§ How to complete this task:
Across these entries, count the lines holding the string "crate"; the number is the whole answer.

BEGIN The data

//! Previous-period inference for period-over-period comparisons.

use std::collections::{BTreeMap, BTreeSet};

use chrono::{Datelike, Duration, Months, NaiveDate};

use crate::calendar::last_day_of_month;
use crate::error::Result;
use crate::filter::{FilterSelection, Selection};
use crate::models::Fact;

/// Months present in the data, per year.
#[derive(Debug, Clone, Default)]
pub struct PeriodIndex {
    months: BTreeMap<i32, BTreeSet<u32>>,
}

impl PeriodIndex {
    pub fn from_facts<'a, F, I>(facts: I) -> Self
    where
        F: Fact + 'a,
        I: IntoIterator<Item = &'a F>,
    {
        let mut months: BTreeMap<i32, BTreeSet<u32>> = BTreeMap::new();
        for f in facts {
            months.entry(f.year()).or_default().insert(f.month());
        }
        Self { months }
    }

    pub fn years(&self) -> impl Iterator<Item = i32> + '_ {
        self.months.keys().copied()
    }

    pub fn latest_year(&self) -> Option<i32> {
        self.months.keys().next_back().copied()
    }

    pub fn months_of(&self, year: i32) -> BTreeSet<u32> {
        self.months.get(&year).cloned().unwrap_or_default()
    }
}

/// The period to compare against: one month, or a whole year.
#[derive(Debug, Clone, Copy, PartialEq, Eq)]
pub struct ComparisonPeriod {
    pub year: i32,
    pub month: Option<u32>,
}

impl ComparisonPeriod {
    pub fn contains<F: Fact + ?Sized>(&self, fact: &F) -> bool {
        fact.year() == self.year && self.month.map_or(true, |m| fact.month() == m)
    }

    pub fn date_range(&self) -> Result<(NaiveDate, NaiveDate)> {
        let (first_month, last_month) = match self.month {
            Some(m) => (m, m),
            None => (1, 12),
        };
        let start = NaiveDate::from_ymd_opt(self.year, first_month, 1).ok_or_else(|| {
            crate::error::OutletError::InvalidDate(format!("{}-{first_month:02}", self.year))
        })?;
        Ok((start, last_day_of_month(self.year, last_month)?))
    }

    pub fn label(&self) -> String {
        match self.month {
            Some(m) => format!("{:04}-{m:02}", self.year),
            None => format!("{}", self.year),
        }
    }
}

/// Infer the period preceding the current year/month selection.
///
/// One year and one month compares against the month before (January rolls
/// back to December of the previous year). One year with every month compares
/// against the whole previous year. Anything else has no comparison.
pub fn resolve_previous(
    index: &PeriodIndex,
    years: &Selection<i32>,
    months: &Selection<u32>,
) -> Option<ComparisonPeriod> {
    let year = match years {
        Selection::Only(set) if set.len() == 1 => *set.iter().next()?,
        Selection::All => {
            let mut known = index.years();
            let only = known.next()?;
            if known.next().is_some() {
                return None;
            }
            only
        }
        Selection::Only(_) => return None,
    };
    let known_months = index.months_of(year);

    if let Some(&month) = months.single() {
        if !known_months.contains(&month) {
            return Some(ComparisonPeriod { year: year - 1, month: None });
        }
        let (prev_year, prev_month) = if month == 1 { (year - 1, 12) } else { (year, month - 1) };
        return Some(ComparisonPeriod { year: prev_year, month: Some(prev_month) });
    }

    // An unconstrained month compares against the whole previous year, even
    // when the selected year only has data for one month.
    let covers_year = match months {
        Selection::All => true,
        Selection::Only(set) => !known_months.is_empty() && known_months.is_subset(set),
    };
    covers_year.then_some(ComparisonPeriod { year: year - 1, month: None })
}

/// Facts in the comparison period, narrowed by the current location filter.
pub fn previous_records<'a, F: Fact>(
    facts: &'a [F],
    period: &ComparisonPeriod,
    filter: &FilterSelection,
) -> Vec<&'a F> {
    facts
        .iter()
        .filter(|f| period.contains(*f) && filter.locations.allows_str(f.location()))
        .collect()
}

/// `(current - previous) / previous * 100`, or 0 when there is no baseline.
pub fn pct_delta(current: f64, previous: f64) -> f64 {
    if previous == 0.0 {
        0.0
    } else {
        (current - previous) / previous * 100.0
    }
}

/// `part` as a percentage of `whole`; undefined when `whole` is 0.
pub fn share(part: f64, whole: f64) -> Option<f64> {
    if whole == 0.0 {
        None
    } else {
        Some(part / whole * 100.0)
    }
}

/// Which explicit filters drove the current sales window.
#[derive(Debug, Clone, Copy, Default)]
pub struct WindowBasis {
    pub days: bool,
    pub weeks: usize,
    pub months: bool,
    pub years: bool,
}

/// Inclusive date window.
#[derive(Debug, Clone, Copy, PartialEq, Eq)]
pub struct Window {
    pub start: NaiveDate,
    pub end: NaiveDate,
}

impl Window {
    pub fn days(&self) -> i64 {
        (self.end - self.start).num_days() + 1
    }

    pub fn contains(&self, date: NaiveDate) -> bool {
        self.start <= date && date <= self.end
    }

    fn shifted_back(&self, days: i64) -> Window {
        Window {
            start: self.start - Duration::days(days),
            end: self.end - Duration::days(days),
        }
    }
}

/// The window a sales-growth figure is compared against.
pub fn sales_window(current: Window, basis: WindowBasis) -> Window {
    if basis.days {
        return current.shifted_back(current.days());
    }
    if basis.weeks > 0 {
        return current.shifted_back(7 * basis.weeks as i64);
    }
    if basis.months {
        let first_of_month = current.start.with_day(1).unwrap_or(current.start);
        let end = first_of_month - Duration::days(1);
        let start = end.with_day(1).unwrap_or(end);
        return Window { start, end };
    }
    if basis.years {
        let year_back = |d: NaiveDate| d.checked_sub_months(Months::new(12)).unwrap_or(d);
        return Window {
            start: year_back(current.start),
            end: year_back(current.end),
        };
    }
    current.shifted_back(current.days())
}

END The data

§ Solution below:
5